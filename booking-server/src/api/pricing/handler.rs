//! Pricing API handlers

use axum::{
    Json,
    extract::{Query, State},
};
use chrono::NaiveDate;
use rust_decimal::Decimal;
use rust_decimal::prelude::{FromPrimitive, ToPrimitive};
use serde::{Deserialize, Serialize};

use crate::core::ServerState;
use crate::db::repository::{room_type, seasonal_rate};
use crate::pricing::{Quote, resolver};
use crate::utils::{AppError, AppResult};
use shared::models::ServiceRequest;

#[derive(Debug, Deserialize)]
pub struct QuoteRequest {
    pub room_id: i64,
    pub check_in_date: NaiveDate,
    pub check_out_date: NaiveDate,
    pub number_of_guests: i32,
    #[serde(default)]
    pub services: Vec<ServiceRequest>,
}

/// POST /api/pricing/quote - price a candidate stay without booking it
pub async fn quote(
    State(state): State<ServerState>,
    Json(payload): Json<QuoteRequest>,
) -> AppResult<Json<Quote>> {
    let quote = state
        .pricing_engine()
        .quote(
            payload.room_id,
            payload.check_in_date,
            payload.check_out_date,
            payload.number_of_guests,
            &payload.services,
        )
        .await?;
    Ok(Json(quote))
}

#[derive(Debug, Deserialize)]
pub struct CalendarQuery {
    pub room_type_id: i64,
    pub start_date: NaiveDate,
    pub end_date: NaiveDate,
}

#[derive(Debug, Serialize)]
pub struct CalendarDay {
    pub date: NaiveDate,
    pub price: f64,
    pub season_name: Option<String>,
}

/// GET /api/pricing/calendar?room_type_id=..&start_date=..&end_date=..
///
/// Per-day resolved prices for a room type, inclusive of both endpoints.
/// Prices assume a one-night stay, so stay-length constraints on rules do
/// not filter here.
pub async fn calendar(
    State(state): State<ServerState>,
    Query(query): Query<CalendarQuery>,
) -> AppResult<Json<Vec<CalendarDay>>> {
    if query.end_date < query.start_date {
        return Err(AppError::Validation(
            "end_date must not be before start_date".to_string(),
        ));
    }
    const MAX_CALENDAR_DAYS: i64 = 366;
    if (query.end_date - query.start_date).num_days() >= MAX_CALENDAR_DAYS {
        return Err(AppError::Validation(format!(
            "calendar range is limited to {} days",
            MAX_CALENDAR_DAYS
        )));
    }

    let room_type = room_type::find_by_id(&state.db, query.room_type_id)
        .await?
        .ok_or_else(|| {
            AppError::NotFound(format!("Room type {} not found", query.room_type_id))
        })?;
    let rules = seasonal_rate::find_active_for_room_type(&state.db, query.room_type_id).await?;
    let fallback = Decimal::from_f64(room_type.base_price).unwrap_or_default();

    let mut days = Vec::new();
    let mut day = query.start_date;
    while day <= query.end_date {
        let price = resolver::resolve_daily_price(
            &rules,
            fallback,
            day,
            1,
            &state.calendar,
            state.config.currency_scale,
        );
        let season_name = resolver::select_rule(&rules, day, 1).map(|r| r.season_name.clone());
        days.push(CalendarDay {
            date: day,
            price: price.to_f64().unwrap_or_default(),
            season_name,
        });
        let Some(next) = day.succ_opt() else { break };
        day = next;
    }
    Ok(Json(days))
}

++++++++++++++++++++

■ Task details
Once you have read the data, copy all of it out exactly.

■ Answer space
filename booking-server/src/api/pricing/handler.rs
//! Pricing API handlers

use axum::{
    Json,
    extract::{Query, State},
};
use chrono::NaiveDate;
use rust_decimal::Decimal;
use rust_decimal::prelude::{FromPrimitive, ToPrimitive};
use serde::{Deserialize, Serialize};

use crate::core::ServerState;
use crate::db::repository::{room_type, seasonal_rate};
use crate::pricing::{Quote, resolver};
use crate::utils::{AppError, AppResult};
use shared::models::ServiceRequest;

#[derive(Debug, Deserialize)]
pub struct QuoteRequest {
    pub room_id: i64,
    pub check_in_date: NaiveDate,
    pub check_out_date: NaiveDate,
    pub number_of_guests: i32,
    #[serde(default)]
    pub services: Vec<ServiceRequest>,
}

/// POST /api/pricing/quote - price a candidate stay without booking it
pub async fn quote(
    State(state): State<ServerState>,
    Json(payload): Json<QuoteRequest>,
) -> AppResult<Json<Quote>> {
    let quote = state
        .pricing_engine()
        .quote(
            payload.room_id,
            payload.check_in_date,
            payload.check_out_date,
            payload.number_of_guests,
            &payload.services,
        )
        .await?;
    Ok(Json(quote))
}

#[derive(Debug, Deserialize)]
pub struct CalendarQuery {
    pub room_type_id: i64,
    pub start_date: NaiveDate,
    pub end_date: NaiveDate,
}

#[derive(Debug, Serialize)]
pub struct CalendarDay {
    pub date: NaiveDate,
    pub price: f64,
    pub season_name: Option<String>,
}

/// GET /api/pricing/calendar?room_type_id=..&start_date=..&end_date=..
///
/// Per-day resolved prices for a room type, inclusive of both endpoints.
/// Prices assume a one-night stay, so stay-length constraints on rules do
/// not filter here.
pub async fn calendar(
    State(state): State<ServerState>,
    Query(query): Query<CalendarQuery>,
) -> AppResult<Json<Vec<CalendarDay>>> {
    if query.end_date < query.start_date {
        return Err(AppError::Validation(
            "end_date must not be before start_date".to_string(),
        ));
    }
    const MAX_CALENDAR_DAYS: i64 = 366;
    if (query.end_date - query.start_date).num_days() >= MAX_CALENDAR_DAYS {
        return Err(AppError::Validation(format!(
            "calendar range is limited to {} days",
            MAX_CALENDAR_DAYS
        )));
    }

    let room_type = room_type::find_by_id(&state.db, query.room_type_id)
        .await?
        .ok_or_else(|| {
            AppError::NotFound(format!("Room type {} not found", query.room_type_id))
        })?;
    let rules = seasonal_rate::find_active_for_room_type(&state.db, query.room_type_id).await?;
    let fallback = Decimal::from_f64(room_type.base_price).unwrap_or_default();

    let mut days = Vec::new();
    let mut day = query.start_date;
    while day <= query.end_date {
        let price = resolver::resolve_daily_price(
            &rules,
            fallback,
            day,
            1,
            &state.calendar,
            state.config.currency_scale,
        );
        let season_name = resolver::select_rule(&rules, day, 1).map(|r| r.season_name.clone());
        days.push(CalendarDay {
            date: day,
            price: price.to_f64().unwrap_or_default(),
            season_name,
        });
        let Some(next) = day.succ_opt() else { break };
        day = next;
    }
    Ok(Json(days))
}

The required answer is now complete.